[Material for this exercise — start]

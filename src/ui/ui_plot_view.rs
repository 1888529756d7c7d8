use eframe::egui::{self, PointerButton, Slider};
use std::ops::RangeInclusive;
use egui_plot::{Corner, Legend, Plot};
use strum::IntoEnumIterator;

use crate::analysis::InvestmentMarkers;
use crate::config::{FORM_DEFAULTS, PLOT_CONFIG};
use crate::domain::{IndexWindow, TimeSeriesTable, WindowSource};
use crate::models::{
    ChartPayload, ComparisonChartOptions, ComparisonMetric, PriceChartOptions,
    create_comparison_chart_data, create_price_chart_data,
};
use crate::ui::app_state::DashboardState;
use crate::ui::config::UI_TEXT;
use crate::ui::plot_layers::{
    ComparisonLayer, InvestmentLayer, LayerContext, PlotLayer, PriceLineLayer,
};
use crate::ui::styles::UiStyleExt;
use crate::ui::utils::colored_subsection_heading;
use crate::utils::format_utils::format_money;
use crate::utils::maths_utils::min_max_nonempty;
use crate::utils::time_utils::{format_date, format_long_date, parse_date, plot_x_to_date};

#[cfg(debug_assertions)]
use crate::config::DEBUG_FLAGS;

/// Vertical margin around the data, as a fraction of its range
const Y_MARGIN: f64 = 0.05;

/// Price chart inputs for one (window, data version) pair.
struct PriceCache {
    key: (Option<IndexWindow>, u64),
    table: TimeSeriesTable,
    window: IndexWindow,
    payload: ChartPayload,
    markers: Option<InvestmentMarkers>,
}

struct ComparisonCache {
    data_version: u64,
    charts: Vec<(ComparisonMetric, ChartPayload)>,
}

#[derive(Default)]
pub struct PlotView {
    price_cache: Option<PriceCache>,
    comparison_cache: Option<ComparisonCache>,
}

impl PlotView {
    pub fn new() -> Self {
        Self::default()
    }

    pub fn invalidate(&mut self) {
        self.price_cache = None;
        self.comparison_cache = None;
    }

    fn price_cache(&mut self, state: &DashboardState) -> Option<&PriceCache> {
        let key = (state.window.window(), state.data_version());
        let stale = self.price_cache.as_ref().is_none_or(|c| c.key != key);
        if stale {
            self.price_cache = state.visible_prices().map(|(table, window)| {
                let markers = state.investment_markers();
                let payload = create_price_chart_data(&table, markers.as_ref(), window.min);
                PriceCache {
                    key,
                    table,
                    window,
                    payload,
                    markers,
                }
            });
        }
        self.price_cache.as_ref()
    }

    /// Price line with investment bubbles. Drag a box to zoom; the zoom is handed to
    /// the window owner and comes back as the new visible slice.
    pub fn show_price_chart(&mut self, ui: &mut egui::Ui, state: &mut DashboardState) {
        let total_len = state.window.len();
        let Some(cache) = self.price_cache(state) else {
            return;
        };

        let currency = FORM_DEFAULTS.currency_symbol;
        let options = PriceChartOptions {
            table: &cache.table,
            offset: cache.window.min,
            total_len,
            currency,
            investments: cache.markers.as_ref().map(|m| &m.investments),
        };

        let x_bounds = options.x_bounds();
        let (y_min, y_max) = x_bounds
            .and_then(|(lo, hi)| y_range(&cache.payload, lo, hi))
            .unwrap_or((0.0, 1.0));
        let sync = state.window.take_chart_sync();

        let response = Plot::new("price_chart")
            .height(PLOT_CONFIG.price_plot_height)
            .legend(Legend::default().position(Corner::LeftTop))
            .allow_drag(false)
            .allow_scroll(false)
            .allow_zoom(false)
            .allow_double_click_reset(false)
            .allow_boxed_zoom(true)
            .boxed_zoom_pointer_button(PointerButton::Primary)
            .x_axis_formatter(|mark, _range| options.tooltip_title(mark.value).unwrap_or_default())
            .y_axis_formatter(|mark, _range| format_money(currency, mark.value))
            .label_formatter(|name, point| match options.tooltip_title(point.x) {
                Some(title) => format!("{}\n{}", title, options.tooltip_label(name, point.x, point.y)),
                None => String::new(),
            })
            .show(ui, |plot_ui| {
                if sync {
                    if let Some((lo, hi)) = x_bounds {
                        plot_ui.set_plot_bounds_x(lo..=hi);
                    }
                    plot_ui.set_plot_bounds_y(y_min..=y_max);
                }

                let ctx = LayerContext {
                    payload: &cache.payload,
                    fill_base: y_min as f32,
                };

                // Back to front
                let layers: Vec<Box<dyn PlotLayer>> =
                    vec![Box::new(PriceLineLayer), Box::new(InvestmentLayer)];
                for layer in layers {
                    layer.render(plot_ui, &ctx);
                }
            });

        if !sync {
            let bounds = response.transform.bounds();
            options.report_zoom(bounds.min()[0], bounds.max()[0], |zoomed| {
                #[cfg(debug_assertions)]
                if DEBUG_FLAGS.print_ui_interactions {
                    log::info!("Chart zoom -> {:?}", zoomed);
                }
                state.window.propose(WindowSource::ChartZoom, zoomed);
            });
        }
    }

    /// Range sliders under the price chart, with the selected dates spelled out.
    pub fn show_window_controls(&mut self, ui: &mut egui::Ui, state: &mut DashboardState) {
        let Some(ticker) = state.ticker.as_ref() else {
            return;
        };
        let prices = &ticker.prices;
        let (Some(window), Some(last)) = (state.window.window(), prices.last_index()) else {
            return;
        };

        let (mut lo, mut hi) = (window.min, window.max);
        let date_label = |v: f64, _: RangeInclusive<usize>| {
            prices
                .date(v.max(0.0) as usize)
                .map(format_date)
                .unwrap_or_default()
        };
        let date_index = |text: &str| {
            let date = parse_date(text.trim()).ok()?;
            Some(prices.dates().partition_point(|d| *d < date).min(last) as f64)
        };

        let mut proposal = None;
        egui::Grid::new("window_controls")
            .num_columns(2)
            .show(ui, |ui| {
                ui.label(UI_TEXT.window_from_label);
                let from = ui.add(
                    Slider::new(&mut lo, 0..=last)
                        .show_value(true)
                        .custom_formatter(date_label)
                        .custom_parser(date_index),
                );
                if from.changed() {
                    hi = hi.max(lo);
                    proposal = Some(IndexWindow::new(lo, hi));
                }
                ui.end_row();

                ui.label(UI_TEXT.window_to_label);
                let to = ui.add(
                    Slider::new(&mut hi, 0..=last)
                        .show_value(true)
                        .custom_formatter(date_label)
                        .custom_parser(date_index),
                );
                if to.changed() {
                    lo = lo.min(hi);
                    proposal = Some(IndexWindow::new(lo, hi));
                }
                ui.end_row();
            });

        if let Some((from, to)) = state.window.caption_dates(prices) {
            ui.label_subdued(format!("{}  -  {}", format_long_date(from), format_long_date(to)));
        }

        ui.horizontal(|ui| {
            if !state.window.is_full_range() && ui.button(UI_TEXT.reset_zoom_button).clicked() {
                state.window.reset();
            }
            ui.label_subdued(UI_TEXT.zoom_hint);
        });

        if let Some(window) = proposal {
            state.window.propose(WindowSource::Slider, window);
        }
    }

    /// One chart per comparison metric, following the price chart's date window.
    pub fn show_comparison_charts(&mut self, ui: &mut egui::Ui, state: &DashboardState) {
        let Some(results) = state.results.as_ref() else {
            return;
        };

        let version = state.data_version();
        if self
            .comparison_cache
            .as_ref()
            .is_none_or(|c| c.data_version != version)
        {
            let charts = ComparisonMetric::iter()
                .map(|metric| (metric, create_comparison_chart_data(results, metric)))
                .collect();
            self.comparison_cache = Some(ComparisonCache {
                data_version: version,
                charts,
            });
        }
        let Some(cache) = self.comparison_cache.as_ref() else {
            return;
        };

        let window_dates = state.window_dates();
        let currency = FORM_DEFAULTS.currency_symbol;

        for (metric, payload) in &cache.charts {
            let options = ComparisonChartOptions::new(results, *metric, currency);
            let x_bounds = options.visible_x_bounds(window_dates);
            let y_bounds = x_bounds.and_then(|(lo, hi)| y_range(payload, lo, hi));

            ui.add_space(5.0);
            ui.label(colored_subsection_heading(options.title()));

            Plot::new(format!("comparison_{}", metric.column()))
                .height(PLOT_CONFIG.comparison_plot_height)
                .legend(Legend::default().position(Corner::LeftTop))
                .allow_drag(false)
                .allow_scroll(false)
                .allow_zoom(false)
                .allow_boxed_zoom(false)
                .allow_double_click_reset(false)
                .x_axis_formatter(|mark, _range| {
                    plot_x_to_date(mark.value).map(format_date).unwrap_or_default()
                })
                .y_axis_formatter(|mark, _range| options.format_value(mark.value))
                .label_formatter(|name, point| {
                    format!(
                        "{}\n{}",
                        options.tooltip_title(point.x).unwrap_or_default(),
                        options.tooltip_label(name, point.y)
                    )
                })
                .show(ui, |plot_ui| {
                    if let Some((lo, hi)) = x_bounds {
                        plot_ui.set_plot_bounds_x(lo..=hi);
                    }
                    if let Some((lo, hi)) = y_bounds {
                        plot_ui.set_plot_bounds_y(lo..=hi);
                    }
                    let ctx = LayerContext {
                        payload,
                        fill_base: 0.0,
                    };
                    ComparisonLayer.render(plot_ui, &ctx);
                });
        }
    }
}

/// Min/max y of the points with x in `[x_lo, x_hi]`, widened by a small margin.
/// `None` when no point falls inside.
fn y_range(payload: &ChartPayload, x_lo: f64, x_hi: f64) -> Option<(f64, f64)> {
    let ys: Vec<f64> = payload
        .series
        .iter()
        .flat_map(|s| s.points.iter())
        .filter(|[x, y]| (x_lo..=x_hi).contains(x) && y.is_finite())
        .map(|[_, y]| *y)
        .collect();
    let (min, max) = min_max_nonempty(&ys)?;

    let margin = if max > min {
        (max - min) * Y_MARGIN
    } else {
        min.abs().max(1.0) * Y_MARGIN
    };
    Some((min - margin, max + margin))
}
use eframe::egui::Color32;

pub use crate::ui::ui_text::{UI_TEXT, UiText};

/// UI Colors for consistent theming
#[derive(Clone, Copy, Default)]
pub struct UiColors {
    pub label: Color32,
    pub heading: Color32,
    pub subsection_heading: Color32,
    pub central_panel: Color32,
    pub side_panel: Color32,
    pub positive: Color32,
    pub negative: Color32,
    pub selected_entry: Color32,
}

/// Main UI configuration struct that holds all UI-related settings
#[derive(Default, Clone, Copy)]
pub struct UiConfig {
    pub colors: UiColors,
    pub side_panel_width: f32,
    pub results_table_min_col_width: f32,
}

/// Global UI configuration instance
pub static UI_CONFIG: UiConfig = UiConfig {
    colors: UiColors {
        label: Color32::GRAY,     // This sets every label globally to this color
        heading: Color32::YELLOW, // Sets every heading
        subsection_heading: Color32::ORANGE, // Sets every subsection heading
        central_panel: Color32::from_rgb(30, 32, 38),
        side_panel: Color32::from_rgb(25, 25, 25),
        positive: Color32::from_rgb(88, 214, 141),
        negative: Color32::from_rgb(241, 148, 138),
        selected_entry: Color32::from_rgb(255, 215, 0),
    },
    side_panel_width: 320.0,
    results_table_min_col_width: 90.0,
};
use eframe::egui::{Align, Color32, Frame, Layout, Margin, RichText, Ui, vec2};

use crate::analysis::CellColor;
use crate::ui::config::UI_CONFIG;
use crate::ui::utils::cell_fill;

/// Extension trait to add semantic styling methods directly to `egui::Ui`.
pub trait UiStyleExt {
    /// Renders small, gray text (good for labels like "Invested:").
    fn label_subdued(&mut self, text: impl Into<String>);

    /// Renders a "Label: Value" pair. The label is subdued, the value is colored.
    fn metric(&mut self, label: &str, value: &str, color: Color32);

    /// Renders a sub-section header using the configured global color.
    fn label_subheader(&mut self, text: impl Into<String>);

    /// Renders an error message (Red).
    fn label_error(&mut self, text: impl Into<String>);

    /// Right-aligned table cell with a gradient background.
    fn colored_cell(&mut self, text: impl Into<String>, color: CellColor, min_width: f32);
}

impl UiStyleExt for Ui {
    fn label_subdued(&mut self, text: impl Into<String>) {
        self.label(RichText::new(text).small().color(Color32::GRAY));
    }

    fn metric(&mut self, label: &str, value: &str, color: Color32) {
        self.horizontal(|ui| {
            ui.spacing_mut().item_spacing.x = 2.0; // Tight spacing
            ui.label_subdued(format!("{}:", label));
            ui.label(RichText::new(value).color(color));
        });
    }

    fn label_subheader(&mut self, text: impl Into<String>) {
        self.label(RichText::new(text).color(UI_CONFIG.colors.subsection_heading));
    }

    fn label_error(&mut self, text: impl Into<String>) {
        self.label(RichText::new(text).small().color(Color32::from_rgb(255, 100, 100)));
    }

    fn colored_cell(&mut self, text: impl Into<String>, color: CellColor, min_width: f32) {
        let fill = cell_fill(color);
        // Dark text on the pastel gradient, regular text when there is no fill
        let text_color = if fill == Color32::TRANSPARENT {
            self.visuals().text_color()
        } else {
            Color32::BLACK
        };
        Frame::new()
            .fill(fill)
            .inner_margin(Margin::symmetric(6, 2))
            .show(self, |ui| {
                ui.allocate_ui_with_layout(
                    vec2(min_width, ui.spacing().interact_size.y),
                    Layout::right_to_left(Align::Center),
                    |ui| ui.label(RichText::new(text).monospace().color(text_color)),
                );
            });
    }
}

[Material for this exercise — finish]

Check each line of the records above for the string "ticker", and report every line that has it.

=== Answer area ===
        let Some(ticker) = state.ticker.as_ref() else {
        let prices = &ticker.prices;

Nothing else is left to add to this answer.